From a fellow Naval Officer and shipmate aboard the USS Oriskany,
25 Oct 2006
As the saying goes: "No one is really dead as long as they remain alive in someone's mind and heart".
When I attended the Oriskany Reception in Pensacola, FL on 13 May 2006 I was asked why I attended the reception by a film crew member during an interview for a film that they are putting together about the Oriskany fire. I answered that "I attended the reception because I could; that I could attend it because Ron Tardio had saved my life in the fire by telling me "Tony, it is really bad, you have to get up"; and that I attended it because Ron and the 44 who were killed in the fire could not attend the reception".
40 years ago today the Oriskany was steaming in the Gulf of Tonkin, launching and recovering its planes, 3300 officers and sailors performing their duties in the Viet Nam War - NONE of us aware that it would be the last day alive for 44 officers and sailors.
For Ron Tardio - for the 44 who died - 40 years ago tomorrow (26 October 1966) would be the last morning that they would awake. By noon time they would be dead.
I like the Buddhist saying: "Everyone dies twice. Once when his or her body dies and once when the last person who remembers him or her dies". Until the day that I die - I will remember Ron Tardio and all 44 who died in the fire aboard the USS Oriskany on 26 October 1966.
Tomorrow I will go to church, light some candles, say some prayers - and thank God that He spared my life; be thankful that Ron saved my life; and pray for ALL 44 who lost their lives.
As my nine year old Granddaughter has remarked - "IF Ron had not saved your life, Pop Pop, none of us would be here - not you, Pop Pop, not my Mom, not my Uncle, not my Cousins, and I would not be here". Hopefully, even after I am 'gone' my children and grandchildren will still remember Ron Tardio and all of my fellow officers and sailors who died in the Oriskany fire 40 years ago on 26 October 1966.
May ALL be blessed with the eternal life promised by Jesus!!
You are all remembered!
From a fellow officer, Ship's Company, USS Oriskany CVA-34,
Mi Compadre, the "Bolivian Cadet" who shared a common experience at Pensacola, and later briefly aboard the "O-Boat". I have thought of you often, when I worked with young naval officers in South America, seeing your reflection mirrored in their charm, intelligence, and humor.
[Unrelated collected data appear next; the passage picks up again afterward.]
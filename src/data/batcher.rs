// ============================================================
// Layer 4 — SMS Batcher
// ============================================================
// Implements Burn's Batcher trait to convert a Vec<SmsItem>
// into tensors for one mini-batch.
//
// Every item already has the same flattened width (the
// assembler guarantees a rectangular batch), so batching is:
//
//   [row_1, row_2, ..., row_B] → flat Vec → reshape [B, width]
//
// Integer rows become an Int tensor for the embedding lookup;
// float rows become a Float tensor for the dense input layer.
//
// Reference: Burn Book §4 (Batcher)

use burn::{
    data::dataloader::batcher::Batcher,
    prelude::*,
};

use crate::data::assembler::{FeatureBatch, FeatureRow, FeatureValues};
use crate::data::dataset::SmsItem;

// ─── ModelInput ───────────────────────────────────────────────────────────────
/// Model-ready features for a batch, shape [batch_size, width].
#[derive(Debug, Clone)]
pub enum ModelInput<B: Backend> {
    /// Feature ids for an embedding layer
    Ids(Tensor<B, 2, Int>),
    /// Scalar or flattened one-hot features
    Scalars(Tensor<B, 2>),
}

// ─── SmsBatch ─────────────────────────────────────────────────────────────────
#[derive(Debug, Clone)]
pub struct SmsBatch<B: Backend> {
    pub inputs:  ModelInput<B>,
    /// Targets — shape [batch_size], 0 = ham, 1 = spam
    pub targets: Tensor<B, 1, Int>,
}

// ─── SmsBatcher ───────────────────────────────────────────────────────────────
#[derive(Clone, Debug)]
pub struct SmsBatcher<B: Backend> {
    pub device: B::Device,
}

impl<B: Backend> SmsBatcher<B> {
    pub fn new(device: B::Device) -> Self {
        Self { device }
    }

    /// Stack feature rows into one model input tensor.
    ///
    /// All rows must share the variant and width of the first row.
    pub fn stack_features(&self, rows: &[FeatureRow]) -> ModelInput<B> {
        let batch_size = rows.len();

        match rows.first() {
            Some(FeatureRow::Ids(first)) => {
                let width = first.len();
                let flat: Vec<i32> = rows
                    .iter()
                    .flat_map(|r| match r {
                        FeatureRow::Ids(ids) => ids.iter().map(|&x| x as i32).collect::<Vec<_>>(),
                        FeatureRow::Scalars(xs) => xs.iter().map(|&x| x as i32).collect(),
                    })
                    .collect();
                ModelInput::Ids(
                    Tensor::<B, 1, Int>::from_ints(flat.as_slice(), &self.device)
                        .reshape([batch_size, width]),
                )
            }
            Some(FeatureRow::Scalars(first)) => {
                let width = first.len();
                let flat: Vec<f32> = rows
                    .iter()
                    .flat_map(|r| match r {
                        FeatureRow::Scalars(xs) => xs.clone(),
                        FeatureRow::Ids(ids) => ids.iter().map(|&x| x as f32).collect(),
                    })
                    .collect();
                ModelInput::Scalars(
                    Tensor::<B, 1>::from_floats(flat.as_slice(), &self.device)
                        .reshape([batch_size, width]),
                )
            }
            None => ModelInput::Scalars(Tensor::<B, 2>::zeros([0, 0], &self.device)),
        }
    }

    /// Turn a whole assembled batch into one model input, without
    /// splitting it into per-document rows first.
    pub fn stack_batch(&self, features: &FeatureBatch) -> ModelInput<B> {
        let shape = [features.rows(), features.row_width()];
        match features.values() {
            FeatureValues::Ids(ids) => {
                let flat: Vec<i32> = ids.iter().map(|&x| x as i32).collect();
                ModelInput::Ids(
                    Tensor::<B, 1, Int>::from_ints(flat.as_slice(), &self.device).reshape(shape),
                )
            }
            FeatureValues::Scalars(xs) => ModelInput::Scalars(
                Tensor::<B, 1>::from_floats(xs.as_slice(), &self.device).reshape(shape),
            ),
        }
    }
}

impl<B: Backend> Batcher<SmsItem, SmsBatch<B>> for SmsBatcher<B> {
    fn batch(&self, items: Vec<SmsItem>) -> SmsBatch<B> {
        let targets: Vec<i32> = items.iter().map(|i| i32::from(i.target)).collect();
        let rows: Vec<FeatureRow> = items.into_iter().map(|i| i.features).collect();

        let inputs  = self.stack_features(&rows);
        let targets = Tensor::<B, 1, Int>::from_ints(targets.as_slice(), &self.device);

        SmsBatch { inputs, targets }
    }
}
I have touched your name on the Wall, and those of Detachment GOLF Heavy Attack Squadron FOUR with whom I went through work-up and deployment, before returning to Whidbey and Det ECHO (CVA-14).
I was on the beach in Da Nang that fateful morning with the TICO advanced party, delayed going to ORISKANY by a broken airplane. You will always have a cherished place in my memories, and in my thanks and prayers to my Savior - El Senor.
From a friend, fellow Cadet, and shipmate,
A Note from The Virtual WallOn 26 October 1966 USS ORISKANY endured a major shipboard fire which killed 44 officers and crewmen and injured many more. The ship steamed to Subic Bay in the Philippines for temporary repairs before continuing on to the United States for permanent repairs. Eight months later she was again conducting operations off North Vietnam.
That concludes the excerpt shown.